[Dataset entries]
· · ·
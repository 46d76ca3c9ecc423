//! Proxy data models

use crate::error::{EndpointError, ProbeError};
use crate::proxy::geo::GeoLocation;
use chrono::{DateTime, Local};
use serde::{Deserialize, Serialize};
use std::fmt;

/// Success ratio at or above which an endpoint counts as active (two of three targets)
pub const ACTIVE_THRESHOLD: f64 = 0.666;

/// Proxy type enumeration
#[derive(Debug, Clone, Copy, PartialEq, Eq, Serialize, Deserialize, Default)]
#[serde(rename_all = "lowercase")]
pub enum ProxyType {
    #[default]
    Http,
    Https,
    Socks4,
    Socks5,
}

impl fmt::Display for ProxyType {
    fn fmt(&self, f: &mut fmt::Formatter<'_>) -> fmt::Result {
        match self {
            ProxyType::Http => write!(f, "http"),
            ProxyType::Https => write!(f, "https"),
            ProxyType::Socks4 => write!(f, "socks4"),
            ProxyType::Socks5 => write!(f, "socks5"),
        }
    }
}

impl std::str::FromStr for ProxyType {
    type Err = String;

    fn from_str(s: &str) -> Result<Self, Self::Err> {
        match s.to_lowercase().as_str() {
            "http" => Ok(ProxyType::Http),
            "https" => Ok(ProxyType::Https),
            "socks4" => Ok(ProxyType::Socks4),
            "socks5" => Ok(ProxyType::Socks5),
            _ => Err(format!(
                "Invalid proxy type: {}. Use: http, https, socks4, socks5",
                s
            )),
        }
    }
}

/// What the listing source claimed about a candidate
#[derive(Debug, Clone, Default, PartialEq, Eq, Serialize, Deserialize)]
pub struct Provenance {
    pub source: String,
    pub country_code: Option<String>,
    pub country: Option<String>,
    pub anonymity: Option<String>,
    pub https: Option<bool>,
    pub last_checked: Option<String>,
}

impl Provenance {
    pub fn from_source(source: impl Into<String>) -> Self {
        Self {
            source: source.into(),
            ..Default::default()
        }
    }
}

/// A candidate forward proxy, not yet validated
#[derive(Debug, Clone, PartialEq, Eq, Serialize, Deserialize)]
pub struct CandidateEndpoint {
    pub host: String,
    pub port: u16,
    pub proxy_type: ProxyType,
    pub provenance: Provenance,
}

impl CandidateEndpoint {
    /// Create a candidate with no provenance beyond the proxy type
    pub fn new(host: impl Into<String>, port: u16, proxy_type: ProxyType) -> Self {
        Self {
            host: host.into(),
            port,
            proxy_type,
            provenance: Provenance::default(),
        }
    }

    /// Build a candidate from raw adapter fields, rejecting empty hosts and bad ports
    pub fn from_raw(
        host: &str,
        port: &str,
        proxy_type: ProxyType,
        provenance: Provenance,
    ) -> Result<Self, EndpointError> {
        let host = host.trim();
        if host.is_empty() {
            return Err(EndpointError::EmptyHost);
        }
        let port = port.trim();
        let port_num: u16 = port
            .parse()
            .map_err(|_| EndpointError::InvalidPort(port.to_string()))?;
        if port_num == 0 {
            return Err(EndpointError::InvalidPort(port.to_string()));
        }

        Ok(Self {
            host: host.to_string(),
            port: port_num,
            proxy_type,
            provenance,
        })
    }

    pub fn with_provenance(mut self, provenance: Provenance) -> Self {
        self.provenance = provenance;
        self
    }

    /// Get the proxy URL string
    pub fn url(&self) -> String {
        format!("{}://{}:{}", self.proxy_type, self.host, self.port)
    }

    /// Get the proxy string in IP:PORT format
    pub fn address(&self) -> String {
        format!("{}:{}", self.host, self.port)
    }
}

impl fmt::Display for CandidateEndpoint {
    fn fmt(&self, f: &mut fmt::Formatter<'_>) -> fmt::Result {
        write!(f, "{}", self.url())
    }
}

/// Outcome of one probe against one target URL
#[derive(Debug, Clone, PartialEq, Serialize, Deserialize)]
pub struct TestOutcome {
    pub target: String,
    pub success: bool,
    /// Elapsed time, only present on success
    pub latency_ms: Option<u64>,
    pub status_code: Option<u16>,
    pub error: Option<ProbeError>,
}

impl TestOutcome {
    pub fn success(target: impl Into<String>, latency_ms: u64, status_code: u16) -> Self {
        Self {
            target: target.into(),
            success: true,
            latency_ms: Some(latency_ms),
            status_code: Some(status_code),
            error: None,
        }
    }

    pub fn failure(target: impl Into<String>, error: ProbeError) -> Self {
        let status_code = match error {
            ProbeError::Http(code) => Some(code),
            _ => None,
        };
        Self {
            target: target.into(),
            success: false,
            latency_ms: None,
            status_code,
            error: Some(error),
        }
    }

    /// One of `success`, `http_error`, `proxy_error`, `timeout`, `tls_error`, `other`
    pub fn classification(&self) -> &'static str {
        match &self.error {
            None => "success",
            Some(e) => e.class(),
        }
    }
}

/// Usability tier of a scored endpoint
#[derive(Debug, Clone, Copy, PartialEq, Eq, Serialize, Deserialize)]
#[serde(rename_all = "lowercase")]
pub enum EndpointStatus {
    Active,
    Unreliable,
    Dead,
}

impl EndpointStatus {
    /// Classify with the default two-of-three threshold
    pub fn classify(success_ratio: f64) -> Self {
        Self::classify_with(success_ratio, ACTIVE_THRESHOLD)
    }

    pub fn classify_with(success_ratio: f64, active_threshold: f64) -> Self {
        if success_ratio >= active_threshold {
            EndpointStatus::Active
        } else if success_ratio > 0.0 {
            EndpointStatus::Unreliable
        } else {
            EndpointStatus::Dead
        }
    }
}

impl fmt::Display for EndpointStatus {
    fn fmt(&self, f: &mut fmt::Formatter<'_>) -> fmt::Result {
        match self {
            EndpointStatus::Active => write!(f, "active"),
            EndpointStatus::Unreliable => write!(f, "unreliable"),
            EndpointStatus::Dead => write!(f, "dead"),
        }
    }
}

/// A candidate together with everything learned about it in one cycle
#[derive(Debug, Clone, PartialEq, Serialize, Deserialize)]
pub struct ScoredEndpoint {
    pub endpoint: CandidateEndpoint,
    pub outcomes: Vec<TestOutcome>,
    /// successes / total probes, rounded to one decimal percentage point
    pub success_ratio: f64,
    /// Mean over successful probes only; `None` when nothing succeeded
    pub mean_latency_ms: Option<f64>,
    pub status: EndpointStatus,
    /// De-duplicated failure labels joined with ", "
    pub error: String,
    pub location: Option<GeoLocation>,
    pub tested_at: DateTime<Local>,
}

impl ScoredEndpoint {
    /// Fold probe outcomes into a score
    pub fn from_outcomes(
        endpoint: CandidateEndpoint,
        outcomes: Vec<TestOutcome>,
        active_threshold: f64,
    ) -> Self {
        let total = outcomes.len();
        let latencies: Vec<u64> = outcomes
            .iter()
            .filter(|o| o.success)
            .filter_map(|o| o.latency_ms)
            .collect();
        let successes = outcomes.iter().filter(|o| o.success).count();

        let success_ratio = if total == 0 {
            0.0
        } else {
            round_ratio(successes as f64 / total as f64)
        };

        let mean_latency_ms = if successes == 0 || latencies.is_empty() {
            None
        } else {
            let sum: u64 = latencies.iter().sum();
            Some(sum as f64 / latencies.len() as f64)
        };

        let mut labels: Vec<String> = Vec::new();
        for label in outcomes
            .iter()
            .filter_map(|o| o.error.as_ref())
            .map(|e| e.to_string())
        {
            if !labels.contains(&label) {
                labels.push(label);
            }
        }

        Self {
            endpoint,
            outcomes,
            success_ratio,
            mean_latency_ms,
            status: EndpointStatus::classify_with(success_ratio, active_threshold),
            error: labels.join(", "),
            location: None,
            tested_at: Local::now(),
        }
    }

    /// Record for an endpoint whose validation could not run to completion.
    ///
    /// Every target gets an `Other` failure carrying `message`.
    pub fn faulted(endpoint: CandidateEndpoint, targets: &[String], message: impl Into<String>) -> Self {
        let message = message.into();
        let outcomes = targets
            .iter()
            .map(|target| TestOutcome::failure(target.as_str(), ProbeError::Other(message.clone())))
            .collect();
        Self {
            endpoint,
            outcomes,
            success_ratio: 0.0,
            mean_latency_ms: None,
            status: EndpointStatus::Dead,
            error: ProbeError::Other(message).to_string(),
            location: None,
            tested_at: Local::now(),
        }
    }

    pub fn with_location(mut self, location: GeoLocation) -> Self {
        self.location = Some(location);
        self
    }

    /// Success rate as a percentage, e.g. 66.7
    pub fn success_rate(&self) -> f64 {
        (self.success_ratio * 1000.0).round() / 10.0
    }

    pub fn successes(&self) -> usize {
        self.outcomes.iter().filter(|o| o.success).count()
    }

    pub fn is_active(&self) -> bool {
        self.status == EndpointStatus::Active
    }
}

/// Round to one decimal of a percentage point (three decimals of the ratio)
fn round_ratio(ratio: f64) -> f64 {
    (ratio * 1000.0).round() / 1000.0
}
//! Proxy Scout - proxy validation and selection
//!
//! Takes candidate forward proxies from listing sources, probes each one
//! against a set of target URLs with bounded concurrency, scores them by
//! reliability and latency, and picks the best usable endpoint.

pub mod config;
pub mod engine;
pub mod error;
pub mod netinfo;
pub mod proxy;
pub mod relay;
pub mod report;
pub mod source;

pub use config::EngineConfig;
pub use engine::ProxyEngine;
pub use error::{EndpointError, NoUsableEndpoint, ProbeError, SourceFetchError};
pub use proxy::*;
pub use report::CycleReport;

/// Application result type
pub type Result<T> = anyhow::Result<T>;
· · ·
## WHAT YOU WILL DO
Write down how many lines of the data above contain the word "latencies", with nothing else.

## SOLUTION TO THIS EXERCISE
4